### WHAT THE TASK REQUIRES:
Scan the records below and copy every line that contains the string "left".

#####

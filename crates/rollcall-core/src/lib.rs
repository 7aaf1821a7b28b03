//! rollcall-core — face detection, recognition and attendance bookkeeping.
//!
//! SCRFD finds faces and ArcFace embeds them, both through ONNX Runtime on
//! the CPU. The tracker, register and unknown-face cache hold the per-session
//! state that turns embeddings into attendance.

pub mod alignment;
pub mod detector;
pub mod recognizer;
pub mod register;
pub mod tracker;
pub mod types;
pub mod unknown;

use std::path::PathBuf;

pub use detector::{DetectorOptions, FaceDetector};
pub use recognizer::FaceRecognizer;
pub use register::{MarkOutcome, Register};
pub use tracker::{RecognitionTracker, Verdict};
pub use types::{BoundingBox, CosineMatcher, Embedding, GalleryEntry, GrayImage, MatchResult, Matcher};
pub use unknown::UnknownFaces;

/// File name of the SCRFD detection model inside the model directory.
pub const DETECTOR_MODEL_FILE: &str = "det_10g.onnx";
/// File name of the ArcFace recognition model inside the model directory.
pub const RECOGNIZER_MODEL_FILE: &str = "w600k_r50.onnx";

/// `$XDG_DATA_HOME/rollcall/models`, falling back to `~/.local/share`.
pub fn default_model_dir() -> PathBuf {
    let data_home = std::env::var("XDG_DATA_HOME")
        .map(PathBuf::from)
        .unwrap_or_else(|_| {
            let home = std::env::var("HOME").unwrap_or_else(|_| "/tmp".to_string());
            PathBuf::from(home).join(".local/share")
        });
    data_home.join("rollcall").join("models")
}
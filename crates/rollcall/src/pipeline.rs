use crate::config::Config;
use rollcall_core::detector::DetectorError;
use rollcall_core::recognizer::RecognizerError;
use rollcall_core::{BoundingBox, DetectorOptions, Embedding, FaceDetector, FaceRecognizer, GrayImage};
use thiserror::Error;

#[derive(Error, Debug)]
pub enum PipelineError {
    #[error("detector error: {0}")]
    Detector(#[from] DetectorError),
    #[error("recognizer error: {0}")]
    Recognizer(#[from] RecognizerError),
}

/// A detected face together with its embedding.
#[derive(Debug, Clone)]
pub struct FaceSample {
    pub bbox: BoundingBox,
    pub embedding: Embedding,
}

/// Anything that can find and embed faces in a grayscale image.
pub trait Embedder {
    /// Faces in `image`, highest detection confidence first.
    fn faces(&mut self, image: &GrayImage<'_>) -> Result<Vec<FaceSample>, PipelineError>;
}

/// SCRFD detection followed by ArcFace embedding.
pub struct FacePipeline {
    detector: FaceDetector,
    recognizer: FaceRecognizer,
}

impl FacePipeline {
    /// Load both models; fails fast when either file is missing.
    pub fn load(config: &Config) -> Result<Self, PipelineError> {
        let options = DetectorOptions {
            min_face_size: config.min_face_size,
            ..DetectorOptions::default()
        };
        let detector = FaceDetector::load(&config.detector_model_path(), options)?;
        let recognizer = FaceRecognizer::load(&config.recognizer_model_path())?;
        Ok(Self { detector, recognizer })
    }
}

impl Embedder for FacePipeline {
    fn faces(&mut self, image: &GrayImage<'_>) -> Result<Vec<FaceSample>, PipelineError> {
        let boxes = self.detector.detect(image)?;
        let mut samples = Vec::with_capacity(boxes.len());
        for bbox in boxes {
            match self.recognizer.extract(image, &bbox) {
                Ok(embedding) => samples.push(FaceSample { bbox, embedding }),
                Err(RecognizerError::NoLandmarks) => {
                    tracing::debug!(confidence = bbox.confidence, "skipping face without landmarks");
                }
                Err(e) => return Err(e.into()),
            }
        }
        Ok(samples)
    }
}
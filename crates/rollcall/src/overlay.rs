//! Annotated preview frames: a box per face, its label, and the status line.

use crate::desk::{FaceStatus, FrameReport};
use ab_glyph::{FontVec, PxScale};
use image::{ImageFormat, Rgb, RgbImage};
use imageproc::drawing::{draw_hollow_rect_mut, draw_text_mut};
use imageproc::rect::Rect;
use std::path::{Path, PathBuf};
use thiserror::Error;

const RECOGNIZED: Rgb<u8> = Rgb([0, 255, 0]);
const UNRECOGNIZED: Rgb<u8> = Rgb([255, 0, 0]);
const BANNER: Rgb<u8> = Rgb([0, 0, 255]);
const LABEL_SCALE: f32 = 24.0;
const BANNER_SCALE: f32 = 22.0;
const BOX_THICKNESS: i32 = 2;

#[derive(Error, Debug)]
pub enum OverlayError {
    #[error("failed to read font {path}: {source}")]
    FontRead {
        path: PathBuf,
        source: std::io::Error,
    },
    #[error("{0} is not a usable font")]
    FontInvalid(PathBuf),
    #[error("preview {path}: {source}")]
    Write {
        path: PathBuf,
        source: image::ImageError,
    },
    #[error("preview {path}: {source}")]
    Rename {
        path: PathBuf,
        source: std::io::Error,
    },
}

pub struct Overlay {
    font: Option<FontVec>,
}

impl Overlay {
    pub fn new(font_path: Option<&Path>) -> Result<Self, OverlayError> {
        let font = match font_path {
            Some(path) => {
                let bytes = std::fs::read(path).map_err(|source| OverlayError::FontRead {
                    path: path.to_path_buf(),
                    source,
                })?;
                Some(FontVec::try_from_vec(bytes).map_err(|_| OverlayError::FontInvalid(path.to_path_buf()))?)
            }
            None => None,
        };
        Ok(Self { font })
    }

    /// Render a grayscale frame in color with the report drawn on top.
    pub fn render(&self, gray: &[u8], width: u32, height: u32, report: &FrameReport) -> RgbImage {
        let mut canvas = RgbImage::from_fn(width, height, |x, y| {
            let v = gray.get((y * width + x) as usize).copied().unwrap_or(0);
            Rgb([v, v, v])
        });

        for face in &report.faces {
            let color = match face.status {
                FaceStatus::Recognized => RECOGNIZED,
                FaceStatus::Unrecognized => UNRECOGNIZED,
            };
            let (left, top, right, bottom) = face.bbox.pixel_rect(width, height);
            for inset in 0..BOX_THICKNESS {
                let w = (right - left) as i32 - 2 * inset;
                let h = (bottom - top) as i32 - 2 * inset;
                if w > 0 && h > 0 {
                    let rect = Rect::at(left as i32 + inset, top as i32 + inset).of_size(w as u32, h as u32);
                    draw_hollow_rect_mut(&mut canvas, rect, color);
                }
            }
            if let Some(font) = &self.font {
                let y = (top as i32 - LABEL_SCALE as i32 - 4).max(0);
                draw_text_mut(&mut canvas, color, left as i32, y, PxScale::from(LABEL_SCALE), font, &face.label);
            }
        }

        if let (Some(font), Some(banner)) = (&self.font, &report.banner) {
            draw_text_mut(&mut canvas, BANNER, 10, 30, PxScale::from(BANNER_SCALE), font, banner);
        }

        canvas
    }
}

/// Keeps the latest annotated frame on disk for an external viewer.
pub struct PreviewSink {
    path: PathBuf,
    tmp: PathBuf,
    format: ImageFormat,
}

impl PreviewSink {
    /// The image format follows the file extension; unknown extensions get JPEG.
    pub fn new(path: PathBuf) -> Self {
        let format = ImageFormat::from_path(&path).unwrap_or(ImageFormat::Jpeg);
        let mut tmp = path.clone().into_os_string();
        tmp.push(".tmp");
        Self {
            path,
            tmp: PathBuf::from(tmp),
            format,
        }
    }

    /// Write to a sibling temp file and rename, so readers never see a torn image.
    pub fn publish(&self, image: &RgbImage) -> Result<(), OverlayError> {
        image
            .save_with_format(&self.tmp, self.format)
            .map_err(|source| OverlayError::Write {
                path: self.tmp.clone(),
                source,
            })?;
        std::fs::rename(&self.tmp, &self.path).map_err(|source| OverlayError::Rename {
            path: self.path.clone(),
            source,
        })
    }
}
//! View, lookup and jobs commands - read recorded snapshots

use crate::cli::args::{JobsArgs, LookupArgs, OutputFormat, ViewArgs, ViewKind};
use crate::cli::{open_store, resolve_cache};
use crate::config::Config;
use crate::error::{SnapError, SnapResult};
use crate::registry::{Registry, RegistryEntry};
use crate::snapshot::{DeltaState, MemberRecord, SnapshotStore};
use console::style;

/// Execute the view command
pub async fn execute(args: ViewArgs, config: &Config) -> SnapResult<()> {
    let db = open_store(config).await?;
    let cache = resolve_cache(&Registry::new(db.clone()), &args.selector)?;
    let store = SnapshotStore::new(db);

    let members = match args.show {
        ViewKind::Files => store.view_project(&cache)?,
        ViewKind::Subprojects => store.view_subprojects(&cache)?,
        ViewKind::Changes => store.view_changes(&cache)?,
        ViewKind::Dirs => {
            let dirs = store.dir_list(&cache)?;
            match args.format {
                OutputFormat::Json => println!("{}", serde_json::to_string_pretty(&dirs)?),
                _ => dirs.iter().for_each(|d| println!("{d}")),
            }
            return Ok(());
        }
    };

    match args.format {
        OutputFormat::Table => print_member_table(&members),
        OutputFormat::Json => println!("{}", serde_json::to_string_pretty(&members)?),
        OutputFormat::Plain => members.iter().for_each(|m| println!("{}", m.name)),
    }
    Ok(())
}

/// Execute the lookup command
pub async fn lookup(args: LookupArgs, config: &Config) -> SnapResult<()> {
    let db = open_store(config).await?;
    let registry = Registry::new(db);
    match registry.lookup(&args.key.job, &args.key.configuration, args.build)? {
        Some(cache) => {
            println!("{cache}");
            Ok(())
        }
        None => Err(SnapError::User(format!(
            "No cache registered for {}/{} build {}",
            args.key.job, args.key.configuration, args.build
        ))),
    }
}

/// Execute the jobs command
pub async fn jobs(args: JobsArgs, config: &Config) -> SnapResult<()> {
    let db = open_store(config).await?;
    let registry = Registry::new(db);

    let entries = match &args.job {
        Some(job) => registry.entries_for_job(job)?,
        None => registry.all_entries()?,
    };

    match args.format {
        OutputFormat::Table => print_entry_table(&entries),
        OutputFormat::Json => println!("{}", serde_json::to_string_pretty(&entries)?),
        OutputFormat::Plain => {
            for job in registry.distinct_jobs()? {
                if args.job.as_ref().is_none_or(|j| *j == job) {
                    println!("{job}");
                }
            }
        }
    }
    Ok(())
}

fn print_member_table(members: &[MemberRecord]) {
    if members.is_empty() {
        println!("No members.");
        return;
    }

    println!(
        "{:<50} {:<10} {:<10} {:<16} {:<10}",
        "NAME", "REVISION", "PREVIOUS", "AUTHOR", "DELTA"
    );
    println!("{}", "-".repeat(100));

    for member in members {
        let delta = match member.delta {
            DeltaState::Added => style("added").green().to_string(),
            DeltaState::Changed => style("changed").yellow().to_string(),
            DeltaState::Dropped => style("dropped").red().to_string(),
            other => style(other.to_string()).dim().to_string(),
        };
        println!(
            "{:<50} {:<10} {:<10} {:<16} {:<10}",
            member.name,
            member.revision_str(),
            member.old_revision.as_deref().unwrap_or("-"),
            member.author.as_deref().unwrap_or("-"),
            delta
        );
    }

    println!();
    println!("Total: {} member(s)", members.len());
}

fn print_entry_table(entries: &[RegistryEntry]) {
    if entries.is_empty() {
        println!("No caches registered.");
        return;
    }

    println!(
        "{:<24} {:<16} {:<8} {:<42} {:<20}",
        "JOB", "CONFIGURATION", "BUILD", "CACHE", "CREATED"
    );
    println!("{}", "-".repeat(112));

    for entry in entries {
        println!(
            "{:<24} {:<16} {:<8} {:<42} {:<20}",
            entry.job_name,
            entry.configuration_name,
            entry.build_number,
            entry.cache_id,
            entry.created_at.format("%Y-%m-%d %H:%M").to_string()
        );
    }

    println!();
    println!("Total: {} cache(s)", entries.len());
}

#####

### EXERCISE ANSWER:
            let (left, top, right, bottom) = face.bbox.pixel_rect(width, height);
                let w = (right - left) as i32 - 2 * inset;
                    let rect = Rect::at(left as i32 + inset, top as i32 + inset).of_size(w as u32, h as u32);
                draw_text_mut(&mut canvas, color, left as i32, y, PxScale::from(LABEL_SCALE), font, &face.label);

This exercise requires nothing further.